The performance of the trained networks can be quantified by their accuracy of predicting correctly the topological classes of the Hamiltonians in the test dataset, the test dataset consists of 1000 Hamiltonians; the accuracy is calculated as the ratio between the number of correct predictions to the total number of predictions for the Hamiltonians in the test dataset. Figure 3 shows that the accuracy of MLP reaches $98.50\%$ and CNN $99.40\%$ respectively after training $1000$ epochs. In addition to the accuracy, confusion matrices[35] are widely used to reveal more information regarding the performance of trained networks in classification problems.[36] Figure 4 shows the confusion matrices for the trained MLP and CNN networks. In the figure, each row of the confusion matrix represents the actual classes that the test Hamiltonians should be in, while each column represents the classes that the trained networks predict the test Hamiltonians to be in. The elements of the confusion matrix are the number of the test Hamiltonians allocated.
cpl-38-7-070302-fig4.png
Fig. 4. (a) Confusion matrix of CNN. (b) Confusion matrix of MLP. The matrix elements are the number of the test Hamiltonians allocated.
Based on the confusion matrix, we can define the precision in each class, which is the ratio between the number of the Hamiltonians correctly assigned in the class denoted as $N_{\rm true}$ and the total number of the Hamiltonians assigned as $N_{\rm total}$. Thus the precision of a class is given by $$ P = N_{\rm true}/N_{\rm total}.~~ \tag {10} $$ Table 1 shows the precision of each class for CNN and MLP respectively; CNN exhibits slightly better precision than MLP in all classes.

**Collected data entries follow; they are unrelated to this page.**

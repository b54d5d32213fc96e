use anyhow::Result;
use candle::{DType, Device, Tensor};
use candle_nn::{Init, Linear, Module, Optimizer, VarMap, SGD};
use candle_trainer::{
    ArrayIterator, BatchValues, Callback, EpochSummary, InputSpec, LightModule, Loss,
    MetricSet, Output, PlotFormat, Solver, StepOutput, Trainer, TrainerConfig, UpdateRule,
};
use std::sync::atomic::{AtomicUsize, Ordering};
use std::sync::Arc;

struct LinearModel {
    linear: Linear,
    varmap: VarMap,
}

impl LinearModel {
    fn new(device: &Device) -> Result<Self> {
        let varmap = VarMap::new();
        let w = varmap.get((1, 2), "w", Init::Const(0.), DType::F32, device)?;
        let b = varmap.get((), "b", Init::Const(0.), DType::F32, device)?;
        let linear = Linear::new(w, Some(b));
        Ok(Self { linear, varmap })
    }

    fn var(&self, name: &str) -> Tensor {
        self.varmap.data().lock().unwrap()[name].as_tensor().clone()
    }
}

impl LightModule for LinearModel {
    fn forward(&mut self, inputs: &[Tensor], _train: bool) -> candle::Result<StepOutput> {
        let ys = self.linear.forward(&inputs[0])?;
        let loss = ys.sub(&inputs[1])?.sqr()?.sum_all()?;
        let abs_err = ys.sub(&inputs[1])?.abs()?.mean_all()?;
        Ok(StepOutput::new(loss).with_output("abs err", abs_err))
    }

    fn varmap(&self) -> &VarMap {
        &self.varmap
    }
}

/// A loss that is 1.0 on every batch.
struct ConstantModel {
    varmap: VarMap,
}

impl ConstantModel {
    fn new() -> Result<Self> {
        let varmap = VarMap::new();
        varmap.get((1,), "w", Init::Const(0.5), DType::F32, &Device::Cpu)?;
        Ok(Self { varmap })
    }
}

impl LightModule for ConstantModel {
    fn forward(&mut self, inputs: &[Tensor], _train: bool) -> candle::Result<StepOutput> {
        let w = self.varmap.all_vars().remove(0);
        let loss = ((w.sum_all()? * 0.)? + 1.)?;
        let rows = inputs[0].to_dtype(DType::F32)?.mean_all()?;
        Ok(StepOutput::new(loss).with_output("rows", rows))
    }

    fn varmap(&self) -> &VarMap {
        &self.varmap
    }
}

#[derive(Default)]
struct CountingRule {
    updates: Arc<AtomicUsize>,
}

impl UpdateRule for CountingRule {
    fn zero_grad(&mut self) {}

    fn backward(&mut self, loss: &Tensor) -> candle::Result<()> {
        loss.backward()?;
        Ok(())
    }

    fn update(&mut self) -> candle::Result<()> {
        self.updates.fetch_add(1, Ordering::SeqCst);
        Ok(())
    }
}

fn rows(n: u32) -> Result<ArrayIterator> {
    let xs = Tensor::arange(0u32, n, &Device::Cpu)?.reshape((n as usize, 1))?;
    Ok(ArrayIterator::new(vec![xs], 2)?)
}

fn constant_config(dir: &std::path::Path) -> TrainerConfig {
    TrainerConfig::new()
        .inputs(vec![InputSpec::new("x", (2, 1))])
        .save_path(dir)
        .progress_bar(false)
}

#[test]
fn trainer_basic_training() -> Result<()> {
    let device = Device::Cpu;
    let dir = tempfile::tempdir()?;

    let w_gen = Tensor::new(&[[3f32, 1.]], &device)?;
    let b_gen = Tensor::new(-2f32, &device)?;
    let gen = Linear::new(w_gen, Some(b_gen));
    let sample_xs = Tensor::new(&[[2f32, 1.], [7., 4.], [-4., 12.], [5., 8.]], &device)?;
    let sample_ys = gen.forward(&sample_xs)?;
    let mut batches = ArrayIterator::new(vec![sample_xs, sample_ys], 4)?;

    let model = LinearModel::new(&device)?;
    let solver = Solver::new(SGD::new(model.parameters(), 0.004)?);

    let config = TrainerConfig::new()
        .inputs(vec![InputSpec::new("x", (4, 2)), InputSpec::new("y", (4, 1))])
        .save_path(dir.path())
        .progress_bar(false);
    let mut trainer = Trainer::new(config, model, solver)?;
    trainer.run(&mut batches, None, 1000)?;

    let w_vals = trainer.model().var("w").to_vec2::<f32>()?;
    let b_val = trainer.model().var("b").to_scalar::<f32>()?;

    assert!((w_vals[0][0] - 3.0).abs() < 0.01);
    assert!((w_vals[0][1] - 1.0).abs() < 0.01);
    assert!((b_val - (-2.0)).abs() < 0.03);
    assert_eq!(trainer.current_epoch(), 1000);

    Ok(())
}

#[test]
fn constant_loss_epoch_result() -> Result<()> {
    let dir = tempfile::tempdir()?;
    let mut trainer = Trainer::new(constant_config(dir.path()), ConstantModel::new()?, CountingRule::default())?;

    let history = trainer.run(&mut rows(4)?, None, 1)?;
    assert_eq!(history.len(), 1);
    assert_eq!(history[0].train.keys().collect::<Vec<_>>(), vec!["loss-train"]);
    assert_eq!(history[0].train.get("loss-train"), Some(1.0));
    assert!(history[0].valid.is_none());
    Ok(())
}

#[test]
fn update_cycles_per_batch_and_epoch() -> Result<()> {
    let dir = tempfile::tempdir()?;
    let updates = Arc::new(AtomicUsize::new(0));
    let rule = CountingRule {
        updates: updates.clone(),
    };
    let mut trainer = Trainer::new(constant_config(dir.path()), ConstantModel::new()?, rule)?;

    // 5 rows at batch size 2 make 2 batches per epoch.
    let history = trainer.run(&mut rows(5)?, Some(&mut rows(4)?), 3)?;
    assert_eq!(history.len(), 3);
    assert_eq!(updates.load(Ordering::SeqCst), 6);
    assert_eq!(trainer.current_epoch(), 3);

    // validation epochs never update
    assert!(history.iter().all(|h| h.valid.as_ref().and_then(|v| v.get("loss-valid")) == Some(1.0)));
    Ok(())
}

#[test]
fn epoch_results_are_means_of_their_own_batches() -> Result<()> {
    let dir = tempfile::tempdir()?;
    let config = constant_config(dir.path()).metrics(MetricSet::new().with("rows", Output::new("rows")));
    let mut trainer = Trainer::new(config, ConstantModel::new()?, CountingRule::default())?;

    // rows 0..6 in order: batch means 0.5, 2.5, 4.5
    let mut source = rows(6)?;
    let history = trainer.run(&mut source, None, 2)?;
    assert_eq!(history[0].train.get("rows-train"), Some(2.5));
    assert_eq!(history[1].train.get("rows-train"), Some(2.5));

    let series = trainer.series().get("rows-train").unwrap();
    assert_eq!(series.points(), &[(1, 2.5), (2, 2.5)]);
    Ok(())
}

#[test]
fn metric_names_are_sanitized_and_written() -> Result<()> {
    let dir = tempfile::tempdir()?;
    let config = constant_config(dir.path()).metrics(
        MetricSet::new()
            .with("cross entropy", Loss)
            .with("mean rows", Output::new("rows")),
    );
    let mut trainer = Trainer::new(config, ConstantModel::new()?, CountingRule::default())?;
    assert_eq!(
        trainer.metrics().names().collect::<Vec<_>>(),
        vec!["cross-entropy", "mean-rows"]
    );

    trainer.run(&mut rows(4)?, Some(&mut rows(4)?), 2)?;

    let ext = PlotFormat::default().extension();
    for file in [
        "cross-entropy-train.series.txt".to_string(),
        "cross-entropy-valid.series.txt".to_string(),
        "mean-rows-train.series.txt".to_string(),
        "mean-rows-valid.series.txt".to_string(),
        format!("cross-entropy.{ext}"),
        format!("mean-rows.{ext}"),
        "snapshot_epoch_1.safetensors".to_string(),
        "snapshot_epoch_2.safetensors".to_string(),
    ] {
        assert!(dir.path().join(&file).exists(), "missing {file}");
    }
    let text = std::fs::read_to_string(dir.path().join("cross-entropy-train.series.txt"))?;
    assert_eq!(text, "1 1\n2 1\n");
    Ok(())
}

#[test]
fn update_variables_rebinds_inputs_and_metrics() -> Result<()> {
    let dir = tempfile::tempdir()?;
    let mut trainer = Trainer::new(constant_config(dir.path()), ConstantModel::new()?, CountingRule::default())?;
    assert_eq!(trainer.metrics().names().collect::<Vec<_>>(), vec!["loss"]);

    trainer.update_variables(
        vec![InputSpec::new("x", (4, 1))],
        MetricSet::new()
            .with("train loss", Loss)
            .with("mean rows", Output::new("rows")),
    )?;
    assert_eq!(trainer.batch_size(), 4);
    assert_eq!(
        trainer.metrics().names().collect::<Vec<_>>(),
        vec!["train-loss", "mean-rows"]
    );

    let xs = Tensor::arange(0u32, 8, &Device::Cpu)?.reshape((8, 1))?;
    let mut source = ArrayIterator::new(vec![xs], 4)?;
    let history = trainer.run(&mut source, None, 1)?;
    assert_eq!(
        history[0].train.keys().collect::<Vec<_>>(),
        vec!["train-loss-train", "mean-rows-train"]
    );
    assert!(dir.path().join("train-loss-train.series.txt").exists());
    assert!(dir.path().join("mean-rows-train.series.txt").exists());
    assert!(!dir.path().join("loss-train.series.txt").exists());

    // the old batch size no longer fits
    assert!(trainer.run(&mut rows(4)?, None, 1).is_err());

    // an empty input list is rejected and the previous binding stays
    assert!(trainer.update_variables(Vec::new(), MetricSet::new()).is_err());
    assert_eq!(trainer.inputs().len(), 1);
    assert_eq!(trainer.batch_size(), 4);
    assert_eq!(trainer.metrics().len(), 2);
    Ok(())
}

#[test]
fn mismatched_validation_source_fails_before_any_batch() -> Result<()> {
    let dir = tempfile::tempdir()?;
    let updates = Arc::new(AtomicUsize::new(0));
    let rule = CountingRule {
        updates: updates.clone(),
    };
    let mut trainer = Trainer::new(constant_config(dir.path()), ConstantModel::new()?, rule)?;

    let xs = Tensor::zeros((4, 1), DType::U32, &Device::Cpu)?;
    let mut two_vars = ArrayIterator::new(vec![xs.clone(), xs], 2)?;
    assert!(trainer.run(&mut rows(4)?, Some(&mut two_vars), 1).is_err());

    let mut wrong_batch = ArrayIterator::new(vec![Tensor::zeros((4, 1), DType::U32, &Device::Cpu)?], 4)?;
    assert!(trainer.run(&mut rows(4)?, Some(&mut wrong_batch), 1).is_err());

    assert_eq!(updates.load(Ordering::SeqCst), 0);
    assert_eq!(trainer.current_epoch(), 0);
    assert_eq!(trainer.series().keys().count(), 0);
    Ok(())
}

#[test]
fn evaluate_logs_against_last_epoch_only() -> Result<()> {
    let dir = tempfile::tempdir()?;
    let config = constant_config(dir.path()).metrics(MetricSet::new().with("rows", Output::new("rows")));
    let mut trainer = Trainer::new(config, ConstantModel::new()?, CountingRule::default())?;
    trainer.run(&mut rows(4)?, None, 2)?;

    let first = trainer.evaluate(&mut rows(4)?)?;
    let second = trainer.evaluate(&mut rows(4)?)?;
    assert_eq!(first, second);
    assert_eq!(first.get("rows-valid"), Some(1.5));

    assert_eq!(trainer.current_epoch(), 2);
    assert!(!dir.path().join("snapshot_epoch_3.safetensors").exists());
    assert_eq!(
        trainer.series().get("rows-valid").unwrap().points(),
        &[(2, 1.5), (2, 1.5)]
    );
    let ext = PlotFormat::default().extension();
    assert!(dir.path().join(format!("rows.{ext}")).exists());
    Ok(())
}

#[test]
fn resume_restores_latest_snapshot() -> Result<()> {
    let dir = tempfile::tempdir()?;
    let device = Device::Cpu;
    let xs = Tensor::new(&[[1f32, 2.], [3., 4.], [5., 6.], [7., 8.]], &device)?;
    let ys = Tensor::new(&[[1f32], [2.], [3.], [4.]], &device)?;
    let config = || {
        TrainerConfig::new()
            .inputs(vec![InputSpec::new("x", (4, 2)), InputSpec::new("y", (4, 1))])
            .save_path(dir.path())
            .progress_bar(false)
    };

    let model = LinearModel::new(&device)?;
    let solver = Solver::new(SGD::new(model.parameters(), 0.001)?);
    let mut trainer = Trainer::new(config(), model, solver)?;
    trainer.run(&mut ArrayIterator::new(vec![xs.clone(), ys.clone()], 4)?, None, 3)?;
    let trained = trainer.model().var("w").to_vec2::<f32>()?;

    let model = LinearModel::new(&device)?;
    let solver = Solver::new(SGD::new(model.parameters(), 0.001)?);
    let mut resumed = Trainer::new(config(), model, solver)?;
    assert_eq!(resumed.resume()?, Some(3));
    assert_eq!(resumed.current_epoch(), 3);
    assert_eq!(resumed.model().var("w").to_vec2::<f32>()?, trained);
    assert_eq!(resumed.series().get("loss-train").unwrap().len(), 3);

    resumed.run(&mut ArrayIterator::new(vec![xs, ys], 4)?, None, 1)?;
    assert!(dir.path().join("snapshot_epoch_4.safetensors").exists());
    assert_eq!(resumed.series().get("loss-train").unwrap().last().map(|p| p.0), Some(4));
    Ok(())
}

#[test]
fn shape_mismatch_aborts_the_epoch() -> Result<()> {
    let dir = tempfile::tempdir()?;
    let config = TrainerConfig::new()
        .inputs(vec![InputSpec::new("x", (2, 3))])
        .save_path(dir.path())
        .progress_bar(false);
    let mut trainer = Trainer::new(config, ConstantModel::new()?, CountingRule::default())?;
    assert!(trainer.run(&mut rows(4)?, None, 1).is_err());
    assert!(trainer.series().get("loss-train").is_none());
    Ok(())
}

#[test]
fn empty_inputs_are_rejected() -> Result<()> {
    let dir = tempfile::tempdir()?;
    let config = TrainerConfig::new().save_path(dir.path());
    assert!(Trainer::new(config, ConstantModel::new()?, CountingRule::default()).is_err());
    Ok(())
}

struct CountingCallback {
    epoch_starts: Arc<AtomicUsize>,
    epoch_ends: Arc<AtomicUsize>,
    batch_ends: Arc<AtomicUsize>,
}

impl Callback for CountingCallback {
    fn on_epoch_start(&mut self, _epoch: usize) -> candle::Result<()> {
        self.epoch_starts.fetch_add(1, Ordering::SeqCst);
        Ok(())
    }

    fn on_epoch_end(&mut self, _epoch: usize, _summary: &EpochSummary) -> candle::Result<()> {
        self.epoch_ends.fetch_add(1, Ordering::SeqCst);
        Ok(())
    }

    fn on_train_batch_end(&mut self, _batch_idx: usize, values: &BatchValues) -> candle::Result<()> {
        assert_eq!(values.get("loss"), Some(1.0));
        self.batch_ends.fetch_add(1, Ordering::SeqCst);
        Ok(())
    }
}

#[test]
fn trainer_callback_invocation() -> Result<()> {
    let dir = tempfile::tempdir()?;
    let epoch_starts = Arc::new(AtomicUsize::new(0));
    let epoch_ends = Arc::new(AtomicUsize::new(0));
    let batch_ends = Arc::new(AtomicUsize::new(0));

    let callback = CountingCallback {
        epoch_starts: epoch_starts.clone(),
        epoch_ends: epoch_ends.clone(),
        batch_ends: batch_ends.clone(),
    };

    let mut trainer = Trainer::new(constant_config(dir.path()), ConstantModel::new()?, CountingRule::default())?
        .with_callback(callback);
    trainer.run(&mut rows(4)?, Some(&mut rows(4)?), 5)?;

    assert_eq!(epoch_starts.load(Ordering::SeqCst), 5);
    assert_eq!(epoch_ends.load(Ordering::SeqCst), 5);
    assert_eq!(batch_ends.load(Ordering::SeqCst), 10); // 2 batches * 5 epochs

    Ok(())
}

struct EarlyStopCallback {
    stop_at_epoch: usize,
    current_epoch: usize,
}

impl Callback for EarlyStopCallback {
    fn on_epoch_end(&mut self, _epoch: usize, _summary: &EpochSummary) -> candle::Result<()> {
        self.current_epoch += 1;
        Ok(())
    }

    fn should_stop(&self) -> bool {
        self.current_epoch >= self.stop_at_epoch
    }
}

#[test]
fn trainer_early_stopping() -> Result<()> {
    let dir = tempfile::tempdir()?;
    let stopper = EarlyStopCallback {
        stop_at_epoch: 3,
        current_epoch: 0,
    };

    let mut trainer = Trainer::new(constant_config(dir.path()), ConstantModel::new()?, CountingRule::default())?
        .with_callback(stopper);
    let history = trainer.run(&mut rows(4)?, None, 100)?;

    assert_eq!(history.len(), 3);
    assert_eq!(trainer.current_epoch(), 3);
    assert_eq!(trainer.checkpointer().latest()?, Some(3));

    Ok(())
}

Table 1. Precision of the CNN and MLP networks.
Winding number 0 1/2 1 3/2 2
CNN precision 99.59% 99.23% 99.64% 98.43% 100%
MLP precision 99.19% 97.96% 98.94% 96.87% 100%
To further demonstrate the capability of the trained networks in classifying the non-Hermitian Hamiltonians, we go beyond the previous test database and generate a new test database of $10^6$ Hamiltonians in the parameter regime $-4 < \delta < 4$ and $-4 < t < 4$ with $\varDelta = 1$, $t^{\prime}=1$. We use the CNN network trained previously to classify the Hamiltonians in this new test database. Figure 5 shows the phase diagram generated by CNN. Compared with Fig. 1 which we calculated numerically, CNN yields rather satisfactory classification of the Hamiltonians outside the parameter regime of the original training database. Misclassified Hamiltonians concentrate in the vicinity of the topological phase transition boundaries, where the magnitude of the denominator in Eq. (5) becomes rather small at certain momentum $k$; large errors occur to the numerical calculation of the winding number by the networks.
cpl-38-7-070302-fig5.png
Fig. 5. The phase diagram of the non-Hermitian model, Eq. (1), generated by the trained CNN networks. Colors are used to represent different values of the winding number $\nu = 0,1/2,1,3/2,2$.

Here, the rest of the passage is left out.